DIRECTIONS FOR THIS TASK: Below are the entries; return every line among them that holds the word "Deserialize".

Top of DATA FOR THIS EXERCISE

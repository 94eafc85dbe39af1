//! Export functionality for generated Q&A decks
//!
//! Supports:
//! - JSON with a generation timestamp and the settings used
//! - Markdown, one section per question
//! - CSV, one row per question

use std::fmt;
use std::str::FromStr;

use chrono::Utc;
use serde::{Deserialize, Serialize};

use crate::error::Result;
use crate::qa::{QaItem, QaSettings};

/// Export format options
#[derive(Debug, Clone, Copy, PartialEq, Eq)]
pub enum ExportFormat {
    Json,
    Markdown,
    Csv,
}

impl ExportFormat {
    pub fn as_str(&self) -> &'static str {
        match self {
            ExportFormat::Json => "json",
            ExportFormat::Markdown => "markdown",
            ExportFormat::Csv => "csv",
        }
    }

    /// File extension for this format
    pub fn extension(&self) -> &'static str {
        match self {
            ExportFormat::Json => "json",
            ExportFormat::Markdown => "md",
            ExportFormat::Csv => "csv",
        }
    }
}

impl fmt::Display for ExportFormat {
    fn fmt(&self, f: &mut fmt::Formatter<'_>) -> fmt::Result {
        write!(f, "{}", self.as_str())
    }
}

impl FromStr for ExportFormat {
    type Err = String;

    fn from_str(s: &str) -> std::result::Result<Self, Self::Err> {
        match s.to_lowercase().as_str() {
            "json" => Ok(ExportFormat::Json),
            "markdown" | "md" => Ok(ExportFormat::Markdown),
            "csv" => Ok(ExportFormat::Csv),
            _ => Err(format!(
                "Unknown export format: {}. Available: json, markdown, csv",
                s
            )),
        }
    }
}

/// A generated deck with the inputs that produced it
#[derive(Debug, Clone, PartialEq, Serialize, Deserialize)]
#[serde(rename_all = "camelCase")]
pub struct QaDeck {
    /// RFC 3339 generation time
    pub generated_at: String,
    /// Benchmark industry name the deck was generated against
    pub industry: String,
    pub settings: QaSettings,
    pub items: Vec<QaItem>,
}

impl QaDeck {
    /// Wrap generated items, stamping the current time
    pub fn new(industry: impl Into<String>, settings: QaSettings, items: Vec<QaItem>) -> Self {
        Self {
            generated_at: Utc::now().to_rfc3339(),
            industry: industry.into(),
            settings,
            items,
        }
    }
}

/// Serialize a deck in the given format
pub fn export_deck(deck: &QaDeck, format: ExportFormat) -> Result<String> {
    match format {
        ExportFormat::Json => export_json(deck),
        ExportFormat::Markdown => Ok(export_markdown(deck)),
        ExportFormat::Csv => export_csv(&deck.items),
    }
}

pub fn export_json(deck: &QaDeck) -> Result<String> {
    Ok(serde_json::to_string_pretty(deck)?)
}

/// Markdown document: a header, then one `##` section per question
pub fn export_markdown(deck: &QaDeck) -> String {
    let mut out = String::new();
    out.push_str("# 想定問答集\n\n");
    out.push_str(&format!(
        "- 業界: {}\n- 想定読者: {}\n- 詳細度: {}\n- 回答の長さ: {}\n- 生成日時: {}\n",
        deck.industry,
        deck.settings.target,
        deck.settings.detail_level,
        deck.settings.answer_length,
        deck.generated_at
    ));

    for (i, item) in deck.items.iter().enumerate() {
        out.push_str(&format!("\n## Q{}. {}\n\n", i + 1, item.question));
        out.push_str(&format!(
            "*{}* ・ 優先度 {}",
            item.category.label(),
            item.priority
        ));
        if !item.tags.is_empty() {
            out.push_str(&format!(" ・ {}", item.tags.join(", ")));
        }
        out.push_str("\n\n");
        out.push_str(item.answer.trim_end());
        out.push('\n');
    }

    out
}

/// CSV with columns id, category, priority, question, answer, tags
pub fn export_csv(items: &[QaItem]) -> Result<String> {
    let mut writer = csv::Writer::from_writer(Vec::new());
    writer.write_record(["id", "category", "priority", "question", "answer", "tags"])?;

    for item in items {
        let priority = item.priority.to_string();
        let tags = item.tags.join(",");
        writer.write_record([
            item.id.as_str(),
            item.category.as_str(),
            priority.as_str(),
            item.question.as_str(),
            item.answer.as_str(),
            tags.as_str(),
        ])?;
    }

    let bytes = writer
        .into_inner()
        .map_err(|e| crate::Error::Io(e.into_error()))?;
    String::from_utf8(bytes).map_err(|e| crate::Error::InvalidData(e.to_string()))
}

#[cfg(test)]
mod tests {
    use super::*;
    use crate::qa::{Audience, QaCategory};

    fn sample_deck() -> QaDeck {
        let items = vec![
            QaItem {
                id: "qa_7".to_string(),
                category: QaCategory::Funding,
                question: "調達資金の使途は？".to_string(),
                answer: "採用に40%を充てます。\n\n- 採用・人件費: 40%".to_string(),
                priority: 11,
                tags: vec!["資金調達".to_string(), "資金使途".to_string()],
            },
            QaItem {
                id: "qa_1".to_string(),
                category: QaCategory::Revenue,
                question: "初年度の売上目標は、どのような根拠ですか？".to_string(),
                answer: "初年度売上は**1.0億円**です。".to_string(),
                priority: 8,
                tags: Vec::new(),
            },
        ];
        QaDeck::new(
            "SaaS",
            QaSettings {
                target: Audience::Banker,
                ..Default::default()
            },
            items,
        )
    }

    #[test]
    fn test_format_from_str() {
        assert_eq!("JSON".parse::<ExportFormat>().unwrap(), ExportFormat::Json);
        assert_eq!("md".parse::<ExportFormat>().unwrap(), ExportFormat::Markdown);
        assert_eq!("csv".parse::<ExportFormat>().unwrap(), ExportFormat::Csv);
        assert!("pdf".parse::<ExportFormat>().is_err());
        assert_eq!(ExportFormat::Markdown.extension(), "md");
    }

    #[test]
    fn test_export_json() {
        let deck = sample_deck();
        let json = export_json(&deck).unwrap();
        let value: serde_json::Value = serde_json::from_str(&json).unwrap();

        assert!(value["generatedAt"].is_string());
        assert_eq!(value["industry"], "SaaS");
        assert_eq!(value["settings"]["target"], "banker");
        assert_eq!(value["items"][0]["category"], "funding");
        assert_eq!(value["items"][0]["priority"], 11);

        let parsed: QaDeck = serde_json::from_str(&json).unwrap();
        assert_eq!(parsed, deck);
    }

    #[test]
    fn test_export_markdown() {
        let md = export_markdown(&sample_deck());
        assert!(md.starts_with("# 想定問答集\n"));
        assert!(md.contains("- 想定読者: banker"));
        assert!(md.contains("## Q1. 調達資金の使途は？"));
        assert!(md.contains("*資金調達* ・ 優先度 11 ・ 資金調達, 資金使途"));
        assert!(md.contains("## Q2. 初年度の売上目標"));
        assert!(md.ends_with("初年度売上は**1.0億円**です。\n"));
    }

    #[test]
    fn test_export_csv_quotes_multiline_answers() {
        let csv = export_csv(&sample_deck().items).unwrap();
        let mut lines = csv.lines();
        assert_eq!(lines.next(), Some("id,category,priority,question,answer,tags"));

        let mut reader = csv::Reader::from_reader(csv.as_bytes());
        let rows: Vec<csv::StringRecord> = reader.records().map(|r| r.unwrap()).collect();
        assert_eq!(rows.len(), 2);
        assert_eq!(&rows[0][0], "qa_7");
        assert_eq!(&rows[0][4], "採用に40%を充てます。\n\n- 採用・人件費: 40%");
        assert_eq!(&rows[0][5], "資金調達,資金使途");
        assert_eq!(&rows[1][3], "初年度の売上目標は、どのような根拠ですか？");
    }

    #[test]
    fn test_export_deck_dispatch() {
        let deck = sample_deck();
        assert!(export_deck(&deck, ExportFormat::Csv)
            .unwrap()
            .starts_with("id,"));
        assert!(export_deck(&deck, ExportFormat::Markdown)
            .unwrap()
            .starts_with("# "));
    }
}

Bottom of DATA FOR THIS EXERCISE
Top of DATA FOR THIS EXERCISE

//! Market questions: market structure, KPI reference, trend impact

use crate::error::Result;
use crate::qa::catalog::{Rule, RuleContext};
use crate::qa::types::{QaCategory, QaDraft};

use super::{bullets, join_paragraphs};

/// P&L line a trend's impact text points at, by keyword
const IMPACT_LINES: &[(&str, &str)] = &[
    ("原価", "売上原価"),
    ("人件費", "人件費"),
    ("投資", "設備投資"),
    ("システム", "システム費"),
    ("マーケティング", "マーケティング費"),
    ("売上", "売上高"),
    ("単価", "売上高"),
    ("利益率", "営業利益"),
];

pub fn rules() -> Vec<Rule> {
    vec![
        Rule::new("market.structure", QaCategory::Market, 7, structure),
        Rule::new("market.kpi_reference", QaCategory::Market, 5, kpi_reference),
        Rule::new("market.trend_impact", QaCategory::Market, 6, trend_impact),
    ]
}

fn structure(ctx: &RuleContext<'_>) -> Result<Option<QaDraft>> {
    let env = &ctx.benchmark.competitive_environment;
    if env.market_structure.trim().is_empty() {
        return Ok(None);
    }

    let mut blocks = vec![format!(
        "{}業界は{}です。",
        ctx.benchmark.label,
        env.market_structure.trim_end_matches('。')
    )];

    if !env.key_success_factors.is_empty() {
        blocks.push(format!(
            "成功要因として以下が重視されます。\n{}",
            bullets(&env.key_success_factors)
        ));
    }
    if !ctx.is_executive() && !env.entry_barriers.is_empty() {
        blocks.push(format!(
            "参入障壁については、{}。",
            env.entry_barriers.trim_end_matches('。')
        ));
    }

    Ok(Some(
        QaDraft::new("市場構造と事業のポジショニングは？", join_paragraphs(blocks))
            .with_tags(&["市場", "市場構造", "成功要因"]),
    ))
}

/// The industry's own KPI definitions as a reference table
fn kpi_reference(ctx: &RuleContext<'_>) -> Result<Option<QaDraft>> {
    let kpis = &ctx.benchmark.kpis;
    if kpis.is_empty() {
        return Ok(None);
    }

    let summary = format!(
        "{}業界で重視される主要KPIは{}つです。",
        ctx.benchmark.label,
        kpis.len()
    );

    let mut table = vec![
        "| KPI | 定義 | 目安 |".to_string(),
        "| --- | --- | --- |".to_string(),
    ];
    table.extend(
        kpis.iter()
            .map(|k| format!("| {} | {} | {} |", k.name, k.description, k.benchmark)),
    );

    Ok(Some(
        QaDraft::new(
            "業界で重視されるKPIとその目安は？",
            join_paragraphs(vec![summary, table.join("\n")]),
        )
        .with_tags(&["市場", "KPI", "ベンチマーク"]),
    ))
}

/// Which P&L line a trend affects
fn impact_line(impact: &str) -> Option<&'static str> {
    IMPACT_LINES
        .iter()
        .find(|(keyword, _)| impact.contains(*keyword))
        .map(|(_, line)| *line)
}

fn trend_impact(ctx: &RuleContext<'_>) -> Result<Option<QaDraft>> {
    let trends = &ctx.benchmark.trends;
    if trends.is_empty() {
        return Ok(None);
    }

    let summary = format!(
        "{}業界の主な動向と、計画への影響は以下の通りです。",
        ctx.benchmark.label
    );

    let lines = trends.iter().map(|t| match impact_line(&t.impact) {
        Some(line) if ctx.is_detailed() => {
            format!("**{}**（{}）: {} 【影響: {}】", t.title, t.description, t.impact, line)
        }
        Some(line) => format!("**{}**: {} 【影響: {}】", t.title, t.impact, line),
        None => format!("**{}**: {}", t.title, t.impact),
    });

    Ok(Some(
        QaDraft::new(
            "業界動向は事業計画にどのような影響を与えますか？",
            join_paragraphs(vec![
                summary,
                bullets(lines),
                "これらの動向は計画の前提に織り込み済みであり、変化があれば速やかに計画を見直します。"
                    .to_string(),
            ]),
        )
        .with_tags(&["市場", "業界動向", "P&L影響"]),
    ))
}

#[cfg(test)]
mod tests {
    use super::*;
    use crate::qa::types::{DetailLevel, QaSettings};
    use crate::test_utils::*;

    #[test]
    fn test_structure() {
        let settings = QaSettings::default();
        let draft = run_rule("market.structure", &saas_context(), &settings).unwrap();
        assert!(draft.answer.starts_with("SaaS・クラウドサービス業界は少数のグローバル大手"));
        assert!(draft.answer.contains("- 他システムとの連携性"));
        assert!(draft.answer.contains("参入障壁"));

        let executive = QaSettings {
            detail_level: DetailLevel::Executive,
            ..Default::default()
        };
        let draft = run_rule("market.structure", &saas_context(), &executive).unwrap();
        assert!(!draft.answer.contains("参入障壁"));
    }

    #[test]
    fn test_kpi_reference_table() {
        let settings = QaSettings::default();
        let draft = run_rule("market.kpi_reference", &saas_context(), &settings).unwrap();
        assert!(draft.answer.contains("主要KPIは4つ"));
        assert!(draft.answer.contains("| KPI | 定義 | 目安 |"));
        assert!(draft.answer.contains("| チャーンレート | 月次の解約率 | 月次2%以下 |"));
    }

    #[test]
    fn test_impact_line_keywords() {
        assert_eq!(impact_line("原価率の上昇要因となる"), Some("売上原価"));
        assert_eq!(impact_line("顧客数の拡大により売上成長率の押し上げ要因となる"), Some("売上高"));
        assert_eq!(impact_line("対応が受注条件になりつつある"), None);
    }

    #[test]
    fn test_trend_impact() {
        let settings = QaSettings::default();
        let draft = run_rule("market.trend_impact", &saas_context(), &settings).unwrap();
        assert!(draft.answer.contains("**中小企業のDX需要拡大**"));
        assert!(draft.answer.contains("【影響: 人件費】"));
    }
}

Bottom of DATA FOR THIS EXERCISE
Top of DATA FOR THIS EXERCISE

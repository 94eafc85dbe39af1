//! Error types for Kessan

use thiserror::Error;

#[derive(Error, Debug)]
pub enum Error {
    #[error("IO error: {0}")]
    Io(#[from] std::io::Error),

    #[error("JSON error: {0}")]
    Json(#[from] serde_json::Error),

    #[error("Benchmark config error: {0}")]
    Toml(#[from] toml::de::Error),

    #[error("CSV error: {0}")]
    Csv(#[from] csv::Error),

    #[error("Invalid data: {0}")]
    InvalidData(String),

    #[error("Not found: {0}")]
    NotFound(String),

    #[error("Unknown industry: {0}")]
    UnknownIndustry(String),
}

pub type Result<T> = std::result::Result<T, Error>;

Bottom of DATA FOR THIS EXERCISE

FINISHED EXERCISE:
use serde::{Deserialize, Serialize};
#[derive(Debug, Clone, PartialEq, Serialize, Deserialize)]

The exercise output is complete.